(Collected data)

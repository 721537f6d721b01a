use std::convert::TryFrom;
use std::path::{Path, PathBuf};
use std::rc::Rc;

use image::imageops::FilterType;
use image::GenericImageView as _;

use crate::error::LoadError;
use crate::resource::loader::resource_path;
use crate::resource::{DiagnosticSink, Loader, LogSink, DEFAULT_RESOURCE_DIR};
use crate::texture::{load_image, Texture};
use crate::util::{Extent2D, PixelFormat};

pub const FONT_DIR: &str = "fonts";
pub const DEFAULT_FONT_SIZE: u32 = 16;
pub const MAX_FONT_SIZE: u32 = 1024;
/// Largest atlas edge the rasterizer will allocate.
pub const MAX_ATLAS_DIMENSION: u32 = 16384;

// Glyph sheets are a 16x6 grid of equally sized cells holding ASCII 32..=127 in order.
pub const FIRST_GLYPH: u32 = 32;
pub const SHEET_COLUMNS: u32 = 16;
pub const SHEET_ROWS: u32 = 6;
const GLYPH_COUNT: u32 = SHEET_COLUMNS * SHEET_ROWS;

/// Everything needed to place and draw a single glyph. Distances are in atlas pixels.
#[derive(Debug, Clone, Copy, PartialEq, Default)]
pub struct GlyphMetrics {
    /// Horizontal cursor movement to the next glyph
    pub advance_x: f32,
    /// Vertical cursor movement to the next glyph
    pub advance_y: f32,
    pub bitmap_width: u32,
    pub bitmap_height: u32,
    /// Left edge of the bitmap relative to the cursor
    pub offset_x: i32,
    /// Top edge of the bitmap above the baseline
    pub offset_y: i32,
    pub texture_x: u32,
    pub texture_y: u32,
}

/// A coverage atlas and the metrics of the glyphs in it. ASCII only.
pub struct Font {
    texture: Texture,
    size: u32,
    line_height: u32,
    metrics: Vec<GlyphMetrics>,
}

impl Font {
    pub fn metrics_for_char(&self, c: char) -> Option<&GlyphMetrics> {
        let code = c as u32;
        if code < FIRST_GLYPH {
            return None;
        }

        self.metrics.get((code - FIRST_GLYPH) as usize)
    }

    /// Single channel coverage atlas.
    pub fn texture(&self) -> &Texture {
        &self.texture
    }

    pub fn size(&self) -> u32 {
        self.size
    }

    pub fn line_height(&self) -> u32 {
        self.line_height
    }

    /// Sum of advances, unsupported characters are skipped.
    pub fn text_width(&self, text: &str) -> f32 {
        text.chars()
            .filter_map(|c| self.metrics_for_char(c))
            .map(|m| m.advance_x)
            .sum()
    }
}

#[derive(Debug, Clone, Copy, PartialEq, Eq, Hash)]
pub struct FontOptions {
    /// Height of a glyph cell in pixels
    pub size: u32,
}

impl Default for FontOptions {
    fn default() -> Self {
        Self {
            size: DEFAULT_FONT_SIZE,
        }
    }
}

fn coverage(sheet: &image::DynamicImage) -> image::GrayImage {
    if sheet.color().has_alpha() {
        let rgba = sheet.to_rgba8();
        image::GrayImage::from_fn(rgba.width(), rgba.height(), |x, y| {
            image::Luma([rgba.get_pixel(x, y)[3]])
        })
    } else {
        sheet.to_luma8()
    }
}

struct InkBounds {
    min_x: u32,
    min_y: u32,
    max_x: u32,
    max_y: u32,
}

fn ink_bounds(atlas: &image::GrayImage, x0: u32, y0: u32, w: u32, h: u32) -> Option<InkBounds> {
    let mut bounds: Option<InkBounds> = None;
    for y in 0..h {
        for x in 0..w {
            if atlas.get_pixel(x0 + x, y0 + y)[0] == 0 {
                continue;
            }

            bounds = Some(match bounds {
                None => InkBounds {
                    min_x: x,
                    min_y: y,
                    max_x: x,
                    max_y: y,
                },
                Some(b) => InkBounds {
                    min_x: b.min_x.min(x),
                    min_y: b.min_y.min(y),
                    max_x: b.max_x.max(x),
                    max_y: b.max_y.max(y),
                },
            });
        }
    }

    bounds
}

/// Cell width and atlas size, `None` if the atlas would exceed `MAX_ATLAS_DIMENSION`.
fn atlas_dimensions(cell_w: u64, cell_h: u32) -> Option<(u32, u32, u32)> {
    let cell_w = u32::try_from(std::cmp::max(1, cell_w)).ok()?;
    let atlas_w = cell_w.checked_mul(SHEET_COLUMNS)?;
    let atlas_h = cell_h.checked_mul(SHEET_ROWS)?;
    if atlas_w > MAX_ATLAS_DIMENSION || atlas_h > MAX_ATLAS_DIMENSION {
        return None;
    }

    Some((cell_w, atlas_w, atlas_h))
}

/// Resample `sheet` so a cell is `size` pixels high and measure every glyph.
pub fn rasterize(sheet: &image::DynamicImage, size: u32, path: &Path) -> Result<Font, LoadError> {
    if size == 0 || size > MAX_FONT_SIZE {
        return Err(LoadError::InvalidOptions(format!(
            "font size {} is outside 1..={}",
            size, MAX_FONT_SIZE
        )));
    }

    let extent = Extent2D::from(sheet.dimensions());
    if extent.is_empty() || extent.width % SHEET_COLUMNS != 0 || extent.height % SHEET_ROWS != 0
    {
        return Err(LoadError::GlyphSheet {
            path: path.to_owned(),
            reason: format!(
                "{}x{} is not a {}x{} grid of glyph cells",
                extent.width, extent.height, SHEET_COLUMNS, SHEET_ROWS
            ),
        });
    }

    let src_cell_w = extent.width / SHEET_COLUMNS;
    let src_cell_h = extent.height / SHEET_ROWS;
    let cell_h = size;
    let cell_w = (src_cell_w as u64 * size as u64 + src_cell_h as u64 / 2) / src_cell_h as u64;
    let (cell_w, atlas_w, atlas_h) = atlas_dimensions(cell_w, cell_h).ok_or_else(|| {
        LoadError::InvalidOptions(format!(
            "a {} px atlas of {}x{} cells exceeds {} px",
            size, src_cell_w, src_cell_h, MAX_ATLAS_DIMENSION
        ))
    })?;

    let mut atlas = coverage(sheet);
    if (cell_w, cell_h) != (src_cell_w, src_cell_h) {
        log::trace!(
            "Resampling glyph cells from {}x{} to {}x{}",
            src_cell_w,
            src_cell_h,
            cell_w,
            cell_h
        );
        atlas = image::imageops::resize(
            &atlas,
            atlas_w,
            atlas_h,
            FilterType::Triangle,
        );
    }

    let baseline = cell_h * 4 / 5;
    let spacing = std::cmp::max(1, size / 8);

    let metrics = (0..GLYPH_COUNT)
        .map(|i| {
            let x0 = (i % SHEET_COLUMNS) * cell_w;
            let y0 = (i / SHEET_COLUMNS) * cell_h;
            match ink_bounds(&atlas, x0, y0, cell_w, cell_h) {
                None => GlyphMetrics {
                    advance_x: (cell_w / 2) as f32,
                    texture_x: x0,
                    texture_y: y0,
                    ..Default::default()
                },
                Some(b) => {
                    let bitmap_width = b.max_x - b.min_x + 1;
                    GlyphMetrics {
                        advance_x: (bitmap_width + spacing) as f32,
                        advance_y: 0.0,
                        bitmap_width,
                        bitmap_height: b.max_y - b.min_y + 1,
                        offset_x: 0,
                        offset_y: baseline as i32 - b.min_y as i32,
                        texture_x: x0 + b.min_x,
                        texture_y: y0 + b.min_y,
                    }
                }
            }
        })
        .collect();

    let extent = Extent2D::from(atlas.dimensions());
    let texture = Texture::from_raw(extent, PixelFormat::R8, atlas.into_raw())
        .ok_or_else(|| LoadError::Backend(String::from("glyph atlas size mismatch")))?;

    Ok(Font {
        texture,
        size,
        line_height: cell_h,
        metrics,
    })
}

/// Loads bitmap glyph sheets from `<root>/fonts/` and rasterizes them at the requested size.
pub struct FontLoader {
    root: PathBuf,
    sink: Rc<dyn DiagnosticSink>,
}

impl FontLoader {
    pub fn new() -> Self {
        Self {
            root: PathBuf::from(DEFAULT_RESOURCE_DIR),
            sink: Rc::new(LogSink),
        }
    }

    pub fn with_root<P: Into<PathBuf>>(mut self, root: P) -> Self {
        self.root = root.into();
        self
    }

    pub fn with_sink(mut self, sink: Rc<dyn DiagnosticSink>) -> Self {
        self.sink = sink;
        self
    }

    pub fn root(&self) -> &Path {
        &self.root
    }
}

impl Default for FontLoader {
    fn default() -> Self {
        Self::new()
    }
}

impl Loader for FontLoader {
    type Resource = Font;
    type Options = FontOptions;

    fn load(&self, filename: &str, options: &FontOptions) -> Result<Font, LoadError> {
        let path = resource_path(&self.root, FONT_DIR, filename);
        self.sink.loading(&path);

        match load_image(&path).and_then(|sheet| rasterize(&sheet, options.size, &path)) {
            Ok(font) => {
                self.sink.loaded(&path);
                Ok(font)
            }
            Err(e) => {
                self.sink.failed(&path, &e);
                Err(e)
            }
        }
    }
}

TASK PROMPT:
Consider the string "ASCII". State how many lines of the data contain it, giving the number alone.

OUTPUT FOR THIS TASK:
2